Records shown:
//! Relay quality signals.
//!
//! The selector asks a [`QualityOracle`] for a score in `[0, 1]` per relay.
//! Relays scoring below [`LOW_QUALITY_THRESHOLD`] are still usable but are
//! only picked after every healthy candidate. An absent score means the
//! relay is unknown and is treated as healthy.

use std::collections::HashMap;

use super::url::RelayUrl;

/// Scores below this mark a relay as low quality.
pub const LOW_QUALITY_THRESHOLD: f64 = 0.6;

const MINUTE: u64 = 60;
const HOUR: u64 = 60 * MINUTE;
const DAY: u64 = 24 * HOUR;

/// Provides a quality score for a relay.
pub trait QualityOracle: Send + Sync {
    /// Quality in `[0, 1]`, or `None` when nothing is known.
    fn quality(&self, url: &RelayUrl) -> Option<f64>;

    /// Returns true if the relay should be ranked after healthy ones.
    fn is_low_quality(&self, url: &RelayUrl) -> bool {
        self.quality(url)
            .is_some_and(|score| score < LOW_QUALITY_THRESHOLD)
    }
}

impl<F> QualityOracle for F
where
    F: Fn(&RelayUrl) -> Option<f64> + Send + Sync,
{
    fn quality(&self, url: &RelayUrl) -> Option<f64> {
        self(url)
    }
}

/// An oracle that knows nothing; every relay is healthy.
#[derive(Debug, Clone, Copy, Default)]
pub struct NeutralQuality;

impl QualityOracle for NeutralQuality {
    fn quality(&self, _url: &RelayUrl) -> Option<f64> {
        None
    }
}

/// Observed behaviour of one relay.
#[derive(Debug, Clone, Default, PartialEq, Eq)]
pub struct RelayStats {
    /// Unix timestamps of recent connection or protocol errors.
    pub recent_errors: Vec<u64>,
    /// Whether a connection is currently open and healthy.
    pub connected: bool,
}

impl RelayStats {
    fn errors_since(&self, since: u64) -> usize {
        self.recent_errors.iter().filter(|&&at| at > since).count()
    }
}

/// Scores relays from recorded errors and connection state.
///
/// | Condition                       | Score |
/// |---------------------------------|-------|
/// | not shareable                   | 0.0   |
/// | any error in the last minute    | 0.0   |
/// | more than 3 in the last hour    | 0.5   |
/// | more than 10 in the last day    | 0.7   |
/// | connected                       | 1.0   |
/// | known, not connected            | 0.8   |
/// | unknown                         | none  |
#[derive(Debug, Clone, Default)]
pub struct StatsQualityOracle {
    stats: HashMap<RelayUrl, RelayStats>,
    now: Option<u64>,
}

impl StatsQualityOracle {
    /// Creates an oracle with no recorded stats.
    #[must_use]
    pub fn new() -> Self {
        Self::default()
    }

    /// Pins the clock used for error windows.
    #[must_use]
    pub const fn at(mut self, now: u64) -> Self {
        self.now = Some(now);
        self
    }

    /// Records an error observed at `at` (Unix seconds).
    pub fn record_error(&mut self, url: &RelayUrl, at: u64) {
        let stats = self.stats.entry(url.clone()).or_default();
        stats.recent_errors.push(at);
        // Nothing older than a day affects the score.
        let cutoff = at.saturating_sub(DAY);
        stats.recent_errors.retain(|&error| error > cutoff);
    }

    /// Records the current connection state.
    pub fn record_connected(&mut self, url: &RelayUrl, connected: bool) {
        self.stats.entry(url.clone()).or_default().connected = connected;
    }

    /// Returns the stats recorded for a relay.
    #[must_use]
    pub fn stats(&self, url: &RelayUrl) -> Option<&RelayStats> {
        self.stats.get(url)
    }

    fn now(&self) -> u64 {
        self.now
            .unwrap_or_else(|| nostr::Timestamp::now().as_u64())
    }
}

impl QualityOracle for StatsQualityOracle {
    fn quality(&self, url: &RelayUrl) -> Option<f64> {
        if !url.is_shareable() {
            return Some(0.0);
        }

        let stats = self.stats.get(url)?;
        let now = self.now();

        if stats.errors_since(now.saturating_sub(MINUTE)) > 0 {
            return Some(0.0);
        }
        if stats.errors_since(now.saturating_sub(HOUR)) > 3 {
            return Some(0.5);
        }
        if stats.errors_since(now.saturating_sub(DAY)) > 10 {
            return Some(0.7);
        }

        Some(if stats.connected { 1.0 } else { 0.8 })
    }
}
//! Runtime configuration.
//!
//! Configuration is plain data: a [`CoreConfig`] holds the routing and feed
//! settings, every field has a default, and the whole structure can be
//! loaded from JSON. Durations are stored in milliseconds so the JSON stays
//! readable, and exposed as [`Duration`] through accessor methods.
//!
//! # Example
//!
//! ```
//! use outbox_core::config::CoreConfig;
//!
//! let config = CoreConfig::from_json_str(r#"{ "router": { "relay_limit": 5 } }"#).unwrap();
//! assert_eq!(config.router.relay_limit, 5);
//! assert_eq!(config.feed.page_size, 50);
//! ```

use std::path::Path;
use std::time::Duration;

use serde::{Deserialize, Serialize};
use thiserror::Error;

use crate::relay::{FallbackPolicy, RelayUrl};

/// Errors that can occur while loading configuration.
#[derive(Debug, Error)]
pub enum ConfigError {
    /// Configuration file could not be read.
    #[error("Failed to read config: {0}")]
    Io(#[from] std::io::Error),

    /// Configuration is not valid JSON for the expected shape.
    #[error("Failed to parse config: {0}")]
    Parse(#[from] serde_json::Error),

    /// A value is outside its allowed range.
    #[error("Invalid config value for {field}: {reason}")]
    Invalid {
        /// The offending field.
        field: &'static str,
        /// Why the value was rejected.
        reason: String,
    },
}

/// Result type for configuration loading.
pub type ConfigResult<T> = Result<T, ConfigError>;

/// Complete configuration for routing and feed assembly.
#[derive(Debug, Clone, Default, PartialEq, Serialize, Deserialize)]
#[serde(default)]
pub struct CoreConfig {
    /// Relay routing settings.
    pub router: RouterConfig,
    /// Feed assembly settings.
    pub feed: FeedConfig,
}

impl CoreConfig {
    /// Parses and validates configuration from a JSON string.
    ///
    /// Missing fields take their defaults.
    ///
    /// # Errors
    ///
    /// Returns an error if the JSON is malformed or a value is out of range.
    pub fn from_json_str(json: &str) -> ConfigResult<Self> {
        let config: Self = serde_json::from_str(json)?;
        config.validate()?;
        Ok(config)
    }

    /// Reads, parses and validates a JSON configuration file.
    ///
    /// # Errors
    ///
    /// Returns an error if the file cannot be read, is malformed, or holds
    /// an out-of-range value.
    pub fn from_file(path: impl AsRef<Path>) -> ConfigResult<Self> {
        let path = path.as_ref();
        let json = std::fs::read_to_string(path)?;
        let config = Self::from_json_str(&json)?;
        tracing::debug!(path = %path.display(), "loaded configuration");
        Ok(config)
    }

    /// Checks every value is within its allowed range.
    ///
    /// # Errors
    ///
    /// Returns [`ConfigError::Invalid`] naming the first offending field.
    pub fn validate(&self) -> ConfigResult<()> {
        self.router.validate()?;
        self.feed.validate()
    }
}

/// Relay routing settings.
#[derive(Debug, Clone, PartialEq, Eq, Serialize, Deserialize)]
#[serde(default)]
pub struct RouterConfig {
    /// Default number of relays returned per role.
    pub relay_limit: usize,
    /// How many fallback relays to add after selection.
    pub fallback_policy: FallbackPolicy,
    /// Relays used as the last fallback source.
    pub default_relays: Vec<RelayUrl>,
}

impl Default for RouterConfig {
    fn default() -> Self {
        Self {
            relay_limit: 10,
            fallback_policy: FallbackPolicy::default(),
            default_relays: Vec::new(),
        }
    }
}

impl RouterConfig {
    fn validate(&self) -> ConfigResult<()> {
        if self.relay_limit == 0 {
            return Err(invalid("router.relay_limit", "must be greater than zero"));
        }
        Ok(())
    }
}

/// Longest accepted value for any feed delay, one day.
pub const MAX_DELAY_MS: u64 = 86_400_000;

/// Feed assembly settings.
#[derive(Debug, Clone, PartialEq, Serialize, Deserialize)]
#[serde(default)]
pub struct FeedConfig {
    /// Events requested by the initial page.
    pub page_size: usize,
    /// Fraction of the initial page's sub-requests that must close before
    /// the first load commits, in `(0, 1]`.
    pub ready_threshold: f64,
    /// Upper bound on waiting for the readiness barrier.
    pub ready_timeout_ms: u64,
    /// Maximum live events per coalesced batch.
    pub live_batch_size: usize,
    /// Longest a live event waits before its batch is processed.
    pub live_flush_ms: u64,
    /// Maximum ids per parent fetch request.
    pub parent_batch_size: usize,
    /// Fetch unknown parents of replies.
    pub resolve_parents: bool,
    /// Hold back orphans and backlog events before committing them.
    pub defer_events: bool,
    /// Drop replies instead of showing them.
    pub hide_replies: bool,
    /// Delay before a deferred orphan is retried.
    pub orphan_delay_ms: u64,
    /// Delay before a deferred backlog event is retried.
    pub ancient_delay_ms: u64,
}

impl Default for FeedConfig {
    fn default() -> Self {
        Self {
            page_size: 50,
            ready_threshold: 0.2,
            ready_timeout_ms: 3_000,
            live_batch_size: 1_000,
            live_flush_ms: 500,
            parent_batch_size: 100,
            resolve_parents: true,
            defer_events: true,
            hide_replies: false,
            orphan_delay_ms: 1_500,
            ancient_delay_ms: 4_000,
        }
    }
}

impl FeedConfig {
    /// Readiness barrier timeout.
    #[must_use]
    pub const fn ready_timeout(&self) -> Duration {
        Duration::from_millis(self.ready_timeout_ms)
    }

    /// Live batch flush interval.
    #[must_use]
    pub const fn live_flush(&self) -> Duration {
        Duration::from_millis(self.live_flush_ms)
    }

    /// Orphan retry delay.
    #[must_use]
    pub const fn orphan_delay(&self) -> Duration {
        Duration::from_millis(self.orphan_delay_ms)
    }

    /// Backlog retry delay.
    #[must_use]
    pub const fn ancient_delay(&self) -> Duration {
        Duration::from_millis(self.ancient_delay_ms)
    }

    fn validate(&self) -> ConfigResult<()> {
        if !(self.ready_threshold > 0.0 && self.ready_threshold <= 1.0) {
            return Err(invalid(
                "feed.ready_threshold",
                format!("{} is not in (0, 1]", self.ready_threshold),
            ));
        }
        if self.page_size == 0 {
            return Err(invalid("feed.page_size", "must be greater than zero"));
        }
        if self.live_batch_size == 0 {
            return Err(invalid("feed.live_batch_size", "must be greater than zero"));
        }
        if self.parent_batch_size == 0 {
            return Err(invalid("feed.parent_batch_size", "must be greater than zero"));
        }
        for (field, value) in [
            ("feed.ready_timeout_ms", self.ready_timeout_ms),
            ("feed.live_flush_ms", self.live_flush_ms),
            ("feed.orphan_delay_ms", self.orphan_delay_ms),
            ("feed.ancient_delay_ms", self.ancient_delay_ms),
        ] {
            if value > MAX_DELAY_MS {
                return Err(invalid(
                    field,
                    format!("{value} exceeds the {MAX_DELAY_MS} ms maximum"),
                ));
            }
        }
        Ok(())
    }
}

fn invalid(field: &'static str, reason: impl Into<String>) -> ConfigError {
    ConfigError::Invalid {
        field,
        reason: reason.into(),
    }
}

Directions:
Please give the number of lines above that hold the word "HashMap", and only that number.

Exercise solution:
2